### [INPUT]

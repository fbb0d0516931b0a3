//! LLM prompt engineering for chunk classification and metadata extraction

/// Builds the prompt that asks for one structural label for a chunk
pub struct ClassificationPrompt<'a> {
    chunk: &'a str,
    prefix_chars: usize,
}

impl<'a> ClassificationPrompt<'a> {
    /// Create a new classification prompt builder (800 character prefix)
    pub fn new(chunk: &'a str) -> Self {
        Self {
            chunk,
            prefix_chars: 800,
        }
    }

    /// Limit how much of the chunk is sent
    pub fn with_prefix_chars(mut self, prefix_chars: usize) -> Self {
        self.prefix_chars = prefix_chars;
        self
    }

    /// Build the complete classification prompt
    pub fn build(&self) -> String {
        let mut prompt = String::new();

        prompt.push_str(CLASSIFICATION_INSTRUCTIONS);
        prompt.push_str("\n\n");

        prompt.push_str("Text to classify:\n");
        prompt.push_str("---\n");
        prompt.push_str(char_prefix(self.chunk, self.prefix_chars));
        prompt.push_str("\n---\n\n");

        prompt.push_str(CLASSIFICATION_REMINDER);
        prompt
    }
}

/// Builds the prompt that asks for the document-level metadata JSON
pub struct MetadataPrompt<'a> {
    text: &'a str,
    prefix_chars: usize,
    backoff_chars: usize,
}

impl<'a> MetadataPrompt<'a> {
    /// Create a new metadata prompt builder (20 000 character cap, 500 character backoff)
    pub fn new(text: &'a str) -> Self {
        Self {
            text,
            prefix_chars: 20_000,
            backoff_chars: 500,
        }
    }

    /// Set the prefix cap and the paragraph backoff window
    pub fn with_limits(mut self, prefix_chars: usize, backoff_chars: usize) -> Self {
        self.prefix_chars = prefix_chars;
        self.backoff_chars = backoff_chars;
        self
    }

    /// Build the complete extraction prompt
    pub fn build(&self) -> String {
        let excerpt = truncate_at_paragraph(self.text, self.prefix_chars, self.backoff_chars);
        let mut prompt = String::new();

        prompt.push_str(METADATA_INSTRUCTIONS);
        prompt.push_str("\n\n");

        if excerpt.len() < self.text.len() {
            prompt.push_str("Note: the contract is truncated; extract what is present.\n\n");
        }

        prompt.push_str("Contract text:\n");
        prompt.push_str("---\n");
        prompt.push_str(excerpt);
        prompt.push_str("\n---\n\n");

        prompt.push_str(METADATA_OUTPUT_FORMAT);
        prompt
    }
}

/// First `max_chars` characters of `text`
pub fn char_prefix(text: &str, max_chars: usize) -> &str {
    match text.char_indices().nth(max_chars) {
        Some((idx, _)) => &text[..idx],
        None => text,
    }
}

/// Cap `text` at `cap` characters, backing off to a paragraph break found within the last
/// `backoff` characters of the cap
pub fn truncate_at_paragraph(text: &str, cap: usize, backoff: usize) -> &str {
    let prefix = char_prefix(text, cap);
    if prefix.len() == text.len() || backoff == 0 {
        return prefix;
    }

    let window_start = prefix
        .char_indices()
        .rev()
        .nth(backoff - 1)
        .map(|(idx, _)| idx)
        .unwrap_or(0);

    match prefix[window_start..].rfind("\n\n") {
        Some(pos) => &prefix[..window_start + pos],
        None => prefix,
    }
}

const CLASSIFICATION_INSTRUCTIONS: &str = r#"Classify the structural role of the following contract excerpt.
Answer with exactly one label: header, clause, term, condition or signature.

Labels and cues:
- header: document titles, party blocks, recitals, numbered section headings with little body text.
  Employment: "EMPLOYMENT AGREEMENT", "EMPLOYER: Acme Inc." / Service: "MASTER SERVICES AGREEMENT",
  "1. SCOPE OF SERVICES" / License: "PATENT LICENSE AGREEMENT", "LICENSOR: ... LICENSEE: ..."
- clause: operative obligations and rights, usually with "shall", "will", "agrees to".
  Employment: duties, compensation, benefits / Service: deliverables, payment schedule, warranties /
  License: grant of rights, royalty payments, reporting duties
- term: definitions and defined terms, "means", "shall mean", "is defined as", lists of definitions.
  Employment: "Cause means..." / Service: "Deliverables means..." / License: "Licensed Patents means..."
- condition: conditional or contingent provisions: "if", "unless", "provided that", "in the event",
  "either party may terminate". Employment: termination for cause, at-will provisions /
  Service: acceptance criteria, cure periods / License: milestone triggers, reversion of rights
- signature: signature blocks, execution lines, acknowledgements, "IN WITNESS WHEREOF",
  "By: ____", "Name:", "Title:", "Date:", "Acknowledged and agreed".

Examples:
"3. COMPENSATION" -> header
"Employee shall receive a base salary of $120,000 per year, paid bi-weekly." -> clause
"'Confidential Information' means all non-public information disclosed by either party." -> term
"If Client fails to pay any invoice within 30 days, Developer may suspend the work." -> condition
"IN WITNESS WHEREOF, the parties have executed this Agreement. By: ______ Name: Jane Doe" -> signature"#;

const CLASSIFICATION_REMINDER: &str =
    "Respond with the single label only, in lowercase, with no punctuation or explanation.";

const METADATA_INSTRUCTIONS: &str = r#"Extract structured metadata from the contract below.

Rules:
- title: the contract's own title as written, or null
- contractDate: the execution or effective date as YYYY-MM-DD, or null
- expirationDate: the expiration or end date as YYYY-MM-DD, or null; compute it when the term is
  stated relative to the effective date
- contractValue: one number without currency symbols or separators, chosen by contract type:
  - Service / software development agreements: the total contract price; if payment is split into
    milestones, sum all milestone payments
  - Employment agreements and offer letters: the annual base salary; add a signing bonus only when
    it is a fixed, guaranteed amount
  - IP / patent / technology license agreements: the upfront license fee plus the first-year
    minimum royalty plus the first milestone payment
  - Otherwise: the largest stated total amount; null if no amount is stated
- currency: ISO 4217 code such as USD or EUR, or null
- parties: legal names of the contracting parties (companies or people), no roles or addresses
- keyTerms: up to 20 short lowercase phrases naming the important concepts (e.g. "base salary",
  "non-compete", "royalty", "intellectual property", "deliverables")
- contractType: a short title-case label such as "Employment Agreement", "License Agreement",
  "Service Agreement", "Non-Disclosure Agreement", or null"#;

const METADATA_OUTPUT_FORMAT: &str = r#"Output format (one JSON object only, no additional text):
{
  "title": "string or null",
  "contractDate": "YYYY-MM-DD or null",
  "expirationDate": "YYYY-MM-DD or null",
  "contractValue": 0,
  "currency": "USD",
  "parties": ["string"],
  "keyTerms": ["string"],
  "contractType": "string or null"
}

Remember: Return ONLY valid JSON, no markdown code blocks, no explanations."#;
//! Configuration for the parser

use pactum_domain::GenerationOptions;
use serde::{Deserialize, Serialize};
use std::time::Duration;

/// What the chunk classifier does when no AI answer is available
#[derive(Debug, Clone, Copy, PartialEq, Eq, Serialize, Deserialize)]
#[serde(rename_all = "lowercase")]
pub enum ClassifierFallback {
    /// Every unanswered chunk is `Other`
    Other,
    /// Deterministic keyword heuristics
    Heuristic,
}

impl Default for ClassifierFallback {
    fn default() -> Self {
        ClassifierFallback::Other
    }
}

/// Configuration for segmentation, classification and metadata extraction
#[derive(Debug, Clone, PartialEq, Serialize, Deserialize)]
#[serde(default)]
pub struct ParserConfig {
    /// Target maximum chunk size (characters)
    pub max_chunk_size: usize,

    /// Minimum chunk size (characters); smaller sections are merged forward
    pub min_chunk_size: usize,

    /// Characters of a chunk sent to the classifier
    pub classification_prefix_chars: usize,

    /// Sampling temperature for classification
    pub classification_temperature: f32,

    /// Token limit for the classification reply
    pub classification_max_tokens: u32,

    /// Characters of the document sent for metadata extraction
    pub metadata_prefix_chars: usize,

    /// How far back from the prefix cap to look for a paragraph break
    pub paragraph_backoff_chars: usize,

    /// Sampling temperature for metadata extraction
    pub metadata_temperature: f32,

    /// Token limit for the metadata reply
    pub metadata_max_tokens: u32,

    /// Timeout for a single LLM call (milliseconds)
    pub ai_timeout_ms: u64,

    /// Maximum classification calls in flight
    pub classification_concurrency: usize,

    /// Classifier behaviour without an AI answer
    pub classifier_fallback: ClassifierFallback,
}

impl ParserConfig {
    /// Get the LLM call timeout as a Duration
    pub fn ai_timeout(&self) -> Duration {
        Duration::from_millis(self.ai_timeout_ms)
    }

    /// Generation options for chunk classification
    pub fn classification_options(&self) -> GenerationOptions {
        GenerationOptions {
            temperature: self.classification_temperature,
            max_tokens: self.classification_max_tokens,
        }
    }

    /// Generation options for metadata extraction
    pub fn metadata_options(&self) -> GenerationOptions {
        GenerationOptions {
            temperature: self.metadata_temperature,
            max_tokens: self.metadata_max_tokens,
        }
    }

    /// Validate the configuration
    pub fn validate(&self) -> Result<(), String> {
        if self.max_chunk_size == 0 {
            return Err("max_chunk_size must be greater than 0".to_string());
        }
        if self.min_chunk_size >= self.max_chunk_size {
            return Err("min_chunk_size must be smaller than max_chunk_size".to_string());
        }
        if self.classification_prefix_chars == 0 {
            return Err("classification_prefix_chars must be greater than 0".to_string());
        }
        if self.metadata_prefix_chars == 0 {
            return Err("metadata_prefix_chars must be greater than 0".to_string());
        }
        if self.paragraph_backoff_chars > self.metadata_prefix_chars {
            return Err("paragraph_backoff_chars cannot exceed metadata_prefix_chars".to_string());
        }
        if !(0.0..=2.0).contains(&self.classification_temperature)
            || !(0.0..=2.0).contains(&self.metadata_temperature)
        {
            return Err("temperatures must be within [0.0, 2.0]".to_string());
        }
        if self.ai_timeout_ms == 0 {
            return Err("ai_timeout_ms must be greater than 0".to_string());
        }
        if self.classification_concurrency == 0 {
            return Err("classification_concurrency must be greater than 0".to_string());
        }
        Ok(())
    }
}

impl Default for ParserConfig {
    /// Default configuration with balanced settings
    fn default() -> Self {
        Self {
            max_chunk_size: 700,
            min_chunk_size: 100,
            classification_prefix_chars: 800,
            classification_temperature: 0.0,
            classification_max_tokens: 10,
            metadata_prefix_chars: 20_000,
            paragraph_backoff_chars: 500,
            metadata_temperature: 0.1,
            metadata_max_tokens: 2_000,
            ai_timeout_ms: 30_000,
            classification_concurrency: 4,
            classifier_fallback: ClassifierFallback::Other,
        }
    }
}

impl ParserConfig {
    /// Aggressive preset: smaller prompts and short timeouts for faster processing
    pub fn aggressive() -> Self {
        Self {
            max_chunk_size: 500,
            min_chunk_size: 80,
            classification_prefix_chars: 400,
            metadata_prefix_chars: 15_000,
            ai_timeout_ms: 10_000,
            classification_concurrency: 8,
            ..Self::default()
        }
    }

    /// Lenient preset: larger chunks and prompts, long timeouts for better quality
    pub fn lenient() -> Self {
        Self {
            max_chunk_size: 1_000,
            min_chunk_size: 150,
            classification_prefix_chars: 1_200,
            metadata_prefix_chars: 25_000,
            metadata_max_tokens: 3_000,
            ai_timeout_ms: 120_000,
            classification_concurrency: 2,
            ..Self::default()
        }
    }

    /// Load configuration from TOML string
    pub fn from_toml(toml_str: &str) -> Result<Self, String> {
        toml::from_str(toml_str).map_err(|e| format!("Failed to parse TOML: {}", e))
    }

    /// Serialize configuration to TOML string
    pub fn to_toml(&self) -> Result<String, String> {
        toml::to_string_pretty(self).map_err(|e| format!("Failed to serialize to TOML: {}", e))
    }
}

#[cfg(test)]
mod tests {
    use super::*;

    #[test]
    fn test_default_config_is_valid() {
        assert!(ParserConfig::default().validate().is_ok());
    }

    #[test]
    fn test_presets_are_valid() {
        assert!(ParserConfig::aggressive().validate().is_ok());
        assert!(ParserConfig::lenient().validate().is_ok());
    }

    #[test]
    fn test_min_must_be_below_max() {
        let config = ParserConfig {
            min_chunk_size: 700,
            ..ParserConfig::default()
        };
        assert!(config.validate().is_err());
    }

    #[test]
    fn test_zero_concurrency_rejected() {
        let config = ParserConfig {
            classification_concurrency: 0,
            ..ParserConfig::default()
        };
        assert!(config.validate().is_err());
    }

    #[test]
    fn test_partial_toml_fills_defaults() {
        let config = ParserConfig::from_toml(
            "max_chunk_size = 900\nclassifier_fallback = \"heuristic\"\n",
        )
        .unwrap();

        assert_eq!(config.max_chunk_size, 900);
        assert_eq!(config.min_chunk_size, 100);
        assert_eq!(config.classifier_fallback, ClassifierFallback::Heuristic);
    }

    #[test]
    fn test_toml_round_trip() {
        let config = ParserConfig::lenient();
        let parsed = ParserConfig::from_toml(&config.to_toml().unwrap()).unwrap();
        assert_eq!(config, parsed);
    }

    #[test]
    fn test_generation_options() {
        let config = ParserConfig::default();
        assert_eq!(config.classification_options().max_tokens, 10);
        assert_eq!(config.metadata_options().temperature, 0.1);
        assert_eq!(config.ai_timeout(), Duration::from_secs(30));
    }
}
//! Error types for the parser

use thiserror::Error;

/// Errors that can occur while parsing or chunking a contract
///
/// Only the document-level variants (`DocumentNotFound`, `Source`, `UnsupportedFormat`,
/// `TextExtraction`) leave [`ContractParser`](crate::ContractParser); the rest are raised
/// and absorbed by the AI fallback paths.
#[derive(Error, Debug)]
pub enum ParserError {
    /// Document bytes are not available upstream
    #[error("Document not found: {0}")]
    DocumentNotFound(String),

    /// Document source failed while fetching bytes
    #[error("Document source error: {0}")]
    Source(String),

    /// Content type the text extractor cannot decode
    #[error("Unsupported format: {0}")]
    UnsupportedFormat(String),

    /// Text extractor failed on a supported content type
    #[error("Text extraction error: {0}")]
    TextExtraction(String),

    /// LLM provider error
    #[error("LLM error: {0}")]
    Llm(String),

    /// LLM call exceeded the configured timeout
    #[error("LLM call timed out")]
    Timeout,

    /// LLM reply did not have the expected shape
    #[error("Invalid response format: {0}")]
    InvalidFormat(String),

    /// JSON parsing error
    #[error("JSON parse error: {0}")]
    JsonParse(String),

    /// Rule-based pattern table could not be built
    #[error("Pattern error: {0}")]
    Pattern(String),

    /// Configuration error
    #[error("Configuration error: {0}")]
    Config(String),
}

impl From<serde_json::Error> for ParserError {
    fn from(e: serde_json::Error) -> Self {
        ParserError::JsonParse(e.to_string())
    }
}

impl From<regex::Error> for ParserError {
    fn from(e: regex::Error) -> Self {
        ParserError::Pattern(e.to_string())
    }
}

impl ParserError {
    /// Whether this error aborts a whole parse or chunk operation
    pub fn is_fatal(&self) -> bool {
        matches!(
            self,
            ParserError::DocumentNotFound(_)
                | ParserError::Source(_)
                | ParserError::UnsupportedFormat(_)
                | ParserError::TextExtraction(_)
        )
    }
}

### [TASK ITEM]
Return the span of lines in the data above that opens at the line with "const METADATA_INSTRUCTIONS: &str" and closes at the line with "- expirationDate: the", exactly, ends included, nothing else.

### [SOLUTION]
const METADATA_INSTRUCTIONS: &str = r#"Extract structured metadata from the contract below.

Rules:
- title: the contract's own title as written, or null
- contractDate: the execution or effective date as YYYY-MM-DD, or null
- expirationDate: the expiration or end date as YYYY-MM-DD, or null; compute it when the term is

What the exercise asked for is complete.